**Task item:**
Quote the material below exactly as written, from the first line to the line that holds "empty, resolution fails.", endpoints included.

**Provided entries:**
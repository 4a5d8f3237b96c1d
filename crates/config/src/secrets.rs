//! Ordered credential resolution.
//!
//! A [`SecretResolver`] holds a list of [`SecretSource`]s and returns the
//! first non-empty value. There is deliberately no literal fallback at the
//! end of the chain: if every source comes up empty, resolution fails.

use std::path::{Path, PathBuf};
use tracing::{debug, warn};

/// One place a secret might live.
pub trait SecretSource: Send + Sync {
    /// Label used in logs and error messages. Never includes the value.
    fn label(&self) -> String;

    /// Look the secret up. Empty or whitespace-only values count as absent.
    fn fetch(&self) -> Option<String>;
}

/// A value already present in the loaded config file.
pub struct ConfigValue {
    value: Option<String>,
}

impl ConfigValue {
    pub fn new(value: Option<String>) -> Self {
        Self { value }
    }
}

impl SecretSource for ConfigValue {
    fn label(&self) -> String {
        "config.toml api_key".into()
    }

    fn fetch(&self) -> Option<String> {
        self.value.clone()
    }
}

/// A key path inside a TOML secrets file, e.g. `[groq] api_key`.
pub struct SecretsFile {
    path: PathBuf,
    key_path: Vec<String>,
}

impl SecretsFile {
    pub fn new(path: impl Into<PathBuf>, key_path: &[&str]) -> Self {
        Self {
            path: path.into(),
            key_path: key_path.iter().map(|k| k.to_string()).collect(),
        }
    }

    fn lookup(path: &Path, key_path: &[String]) -> Option<String> {
        let content = std::fs::read_to_string(path).ok()?;
        let root: toml::Table = match toml::from_str(&content) {
            Ok(table) => table,
            Err(e) => {
                warn!(path = %path.display(), error = %e, "Ignoring unparseable secrets file");
                return None;
            }
        };

        let (last, parents) = key_path.split_last()?;
        let mut table = &root;
        for key in parents {
            table = table.get(key)?.as_table()?;
        }
        table.get(last)?.as_str().map(String::from)
    }
}

impl SecretSource for SecretsFile {
    fn label(&self) -> String {
        format!("{} [{}]", self.path.display(), self.key_path.join("."))
    }

    fn fetch(&self) -> Option<String> {
        Self::lookup(&self.path, &self.key_path)
    }
}

/// An environment variable.
pub struct EnvVar {
    name: String,
}

impl EnvVar {
    pub fn new(name: impl Into<String>) -> Self {
        Self { name: name.into() }
    }

    /// The variable a secrets key path falls back to: `["groq", "api_key"]` → `GROQ_API_KEY`.
    pub fn for_key_path(key_path: &[&str]) -> Self {
        Self::new(key_path.join("_").to_uppercase())
    }

    pub fn name(&self) -> &str {
        &self.name
    }
}

impl SecretSource for EnvVar {
    fn label(&self) -> String {
        format!("${}", self.name)
    }

    fn fetch(&self) -> Option<String> {
        std::env::var(&self.name).ok()
    }
}

/// A source backed by a closure; handy for tests and embedding callers.
pub struct FnSource<F> {
    label: String,
    f: F,
}

impl<F> FnSource<F>
where
    F: Fn() -> Option<String> + Send + Sync,
{
    pub fn new(label: impl Into<String>, f: F) -> Self {
        Self {
            label: label.into(),
            f,
        }
    }
}

impl<F> SecretSource for FnSource<F>
where
    F: Fn() -> Option<String> + Send + Sync,
{
    fn label(&self) -> String {
        self.label.clone()
    }

    fn fetch(&self) -> Option<String> {
        (self.f)()
    }
}

/// Tries sources in order; the first non-empty value wins.
#[derive(Default)]
pub struct SecretResolver {
    sources: Vec<Box<dyn SecretSource>>,
}

impl SecretResolver {
    pub fn new() -> Self {
        Self::default()
    }

    /// Append a source to the end of the chain.
    pub fn with(mut self, source: impl SecretSource + 'static) -> Self {
        self.sources.push(Box::new(source));
        self
    }

    /// Labels of every source, in lookup order.
    pub fn labels(&self) -> Vec<String> {
        self.sources.iter().map(|s| s.label()).collect()
    }

    /// Resolve the secret, returning the value and the label of its source.
    pub fn resolve(&self) -> Option<(String, String)> {
        for source in &self.sources {
            let label = source.label();
            match source.fetch().map(|v| v.trim().to_string()) {
                Some(value) if !value.is_empty() => {
                    debug!(source = %label, "Credential resolved");
                    return Some((value, label));
                }
                _ => debug!(source = %label, "Credential source empty"),
            }
        }
        None
    }
}
//! Turn and message domain types.
//!
//! A [`Turn`] is what the transcript stores and the exporter renders.
//! A [`ChatMessage`] is the `{role, content}` pair that goes over the wire
//! to the completion service.

use chrono::{Local, NaiveDateTime};
use serde::{Deserialize, Serialize};
use uuid::Uuid;

/// Timestamp format used for turn annotations and the export line.
pub const TIMESTAMP_FORMAT: &str = "%Y-%m-%d %H:%M:%S";

/// Unique identifier for one interactive session.
#[derive(Debug, Clone, PartialEq, Eq, Hash, Serialize, Deserialize)]
pub struct SessionId(pub String);

impl SessionId {
    pub fn new() -> Self {
        Self(Uuid::new_v4().to_string())
    }
}

impl Default for SessionId {
    fn default() -> Self {
        Self::new()
    }
}

impl std::fmt::Display for SessionId {
    fn fmt(&self, f: &mut std::fmt::Formatter<'_>) -> std::fmt::Result {
        write!(f, "{}", self.0)
    }
}

/// The role of a turn's author.
#[derive(Debug, Clone, Copy, PartialEq, Eq, Serialize, Deserialize)]
#[serde(rename_all = "lowercase")]
pub enum Role {
    /// The end user
    User,
    /// The model (or a synthesized stand-in for it)
    Assistant,
    /// Instruction text, or a local notice kept in the transcript only
    System,
}

impl Role {
    /// Whether turns of this role are eligible for the context window.
    pub fn is_conversational(self) -> bool {
        matches!(self, Role::User | Role::Assistant)
    }

    pub fn as_str(self) -> &'static str {
        match self {
            Role::User => "user",
            Role::Assistant => "assistant",
            Role::System => "system",
        }
    }
}

impl std::fmt::Display for Role {
    fn fmt(&self, f: &mut std::fmt::Formatter<'_>) -> std::fmt::Result {
        f.write_str(self.as_str())
    }
}

/// One conversational unit in a transcript.
///
/// Content is kept verbatim: code blocks, indentation and blank lines all
/// survive display and export.
#[derive(Debug, Clone, PartialEq, Eq, Serialize, Deserialize)]
pub struct Turn {
    /// Who produced this turn
    pub role: Role,

    /// The text content
    pub content: String,

    /// Local timestamp in [`TIMESTAMP_FORMAT`], empty when the turn has none
    #[serde(default)]
    pub created_at: String,
}

impl Turn {
    /// A user turn stamped with the current local time.
    pub fn user(content: impl Into<String>) -> Self {
        Self::stamped(Role::User, content)
    }

    /// An assistant turn stamped with the current local time.
    pub fn assistant(content: impl Into<String>) -> Self {
        Self::stamped(Role::Assistant, content)
    }

    /// An unstamped assistant turn, used for the session greeting.
    pub fn greeting(content: impl Into<String>) -> Self {
        Self {
            role: Role::Assistant,
            content: content.into(),
            created_at: String::new(),
        }
    }

    /// A turn with an explicit timestamp.
    pub fn at(role: Role, content: impl Into<String>, at: NaiveDateTime) -> Self {
        Self {
            role,
            content: content.into(),
            created_at: format_timestamp(at),
        }
    }

    fn stamped(role: Role, content: impl Into<String>) -> Self {
        Self::at(role, content, Local::now().naive_local())
    }

    pub fn has_timestamp(&self) -> bool {
        !self.created_at.is_empty()
    }
}

/// Format a timestamp the way turns and exports display it.
pub fn format_timestamp(at: NaiveDateTime) -> String {
    at.format(TIMESTAMP_FORMAT).to_string()
}

/// A `{role, content}` pair sent to the completion service.
#[derive(Debug, Clone, PartialEq, Eq, Serialize, Deserialize)]
pub struct ChatMessage {
    pub role: Role,
    pub content: String,
}

impl ChatMessage {
    pub fn new(role: Role, content: impl Into<String>) -> Self {
        Self {
            role,
            content: content.into(),
        }
    }

    pub fn system(content: impl Into<String>) -> Self {
        Self::new(Role::System, content)
    }
}

impl From<&Turn> for ChatMessage {
    fn from(turn: &Turn) -> Self {
        Self::new(turn.role, turn.content.clone())
    }
}
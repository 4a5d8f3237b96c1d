//! `dost chat`: interactive tutoring session.

use std::io::Write;
use std::path::{Path, PathBuf};

use dost_agent::ChatSession;
use dost_core::message::{Role, Turn};
use tokio::io::{AsyncBufReadExt, BufReader};

/// One line of user input, classified.
#[derive(Debug, PartialEq)]
enum Input {
    Message(String),
    Clear,
    Export(Option<PathBuf>),
    History,
    Help,
    Exit,
    Empty,
    Unknown(String),
}

fn parse_input(line: &str) -> Input {
    let trimmed = line.trim();
    if trimmed.is_empty() {
        return Input::Empty;
    }

    match trimmed {
        "exit" | "quit" | ":q" => return Input::Exit,
        _ => {}
    }

    let Some(command) = trimmed.strip_prefix('/') else {
        return Input::Message(trimmed.to_string());
    };

    let (name, arg) = match command.split_once(char::is_whitespace) {
        Some((name, arg)) => (name, arg.trim()),
        None => (command, ""),
    };

    match name {
        "clear" => Input::Clear,
        "export" if arg.is_empty() => Input::Export(None),
        "export" => Input::Export(Some(PathBuf::from(arg))),
        "history" => Input::History,
        "help" => Input::Help,
        "exit" | "quit" => Input::Exit,
        other => Input::Unknown(other.to_string()),
    }
}

fn speaker(role: Role) -> &'static str {
    match role {
        Role::User => "You",
        _ => "Bot",
    }
}

fn print_turn(turn: &Turn) {
    println!();
    for line in turn.content.lines() {
        println!("  {} > {line}", speaker(turn.role));
    }
    println!();
}

fn print_help() {
    println!();
    println!("  /clear           Start over from the greeting");
    println!("  /export [path]   Save the conversation as a PDF");
    println!("  /history         Show the whole conversation");
    println!("  /help            Show this help");
    println!("  /exit            Leave (also: exit, quit, :q, Ctrl+D)");
    println!();
}

fn prompt() -> std::io::Result<()> {
    print!("  You > ");
    std::io::stdout().flush()
}

pub async fn run(export_on_exit: Option<PathBuf>) -> dost_core::Result<()> {
    let super::Startup {
        config,
        mut session,
        renderer,
        credential_source,
    } = super::start()?;

    println!();
    println!("  ╔══════════════════════════════════════════════╗");
    println!("  ║            Dost: DSA Tutor Chat              ║");
    println!("  ╚══════════════════════════════════════════════╝");
    println!();
    println!("  Provider:  {}", session.provider_name());
    println!("  Model:     {}", session.model());
    println!("  Key from:  {credential_source}");
    println!("  Window:    last {} turns", session.window_size());
    println!("  Export:    {} font", renderer.font_mode());
    println!("  Session:   {}", session.id());
    println!();
    println!("  Type your question and press Enter. /help lists commands.");

    if let Some(seed) = session.transcript().last() {
        print_turn(seed);
    }

    let title = config.export.title.clone();
    let default_path = PathBuf::from(&config.export.file_name);

    let mut lines = BufReader::new(tokio::io::stdin()).lines();
    prompt()?;

    while let Some(line) = lines.next_line().await? {
        match parse_input(&line) {
            Input::Empty => {}
            Input::Exit => break,
            Input::Help => print_help(),
            Input::Clear => {
                session.clear();
                println!("\n  Conversation cleared.");
                if let Some(seed) = session.transcript().last() {
                    print_turn(seed);
                }
            }
            Input::History => {
                for turn in session.transcript().turns() {
                    print_turn(turn);
                }
            }
            Input::Export(path) => {
                let path = path.unwrap_or_else(|| default_path.clone());
                export_and_report(&session, &renderer, &title, &path);
            }
            Input::Unknown(name) => {
                eprintln!("  Unknown command /{name}. Type /help for the list.");
            }
            Input::Message(text) => {
                eprint!("  ...");
                let outcome = session.submit(text).await;
                eprint!("\r     \r");
                match outcome {
                    Ok(reply) => print_turn(reply),
                    Err(e) => {
                        eprintln!("  [Error] {e}");
                        if let Some(turn) = session.transcript().last() {
                            print_turn(turn);
                        }
                    }
                }
            }
        }
        prompt()?;
    }

    if let Some(path) = export_on_exit {
        export_and_report(&session, &renderer, &title, &path);
    }

    println!();
    println!("  Goodbye!");
    println!();
    Ok(())
}

/// Export failures are reported and the session carries on.
fn export_and_report(
    session: &ChatSession,
    renderer: &dost_export::DocumentRenderer,
    title: &str,
    path: &Path,
) {
    match super::export(session, renderer, title, path) {
        Ok(written) => println!("\n  Saved transcript to {}\n", written.display()),
        Err(e) => eprintln!("  [Export Error] {e}"),
    }
}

**Answer for this exercise:**
repository 4a5d8f3237b96c1d
filename crates/config/src/secrets.rs
//! Ordered credential resolution.
//!
//! A [`SecretResolver`] holds a list of [`SecretSource`]s and returns the
//! first non-empty value. There is deliberately no literal fallback at the
//! end of the chain: if every source comes up empty, resolution fails.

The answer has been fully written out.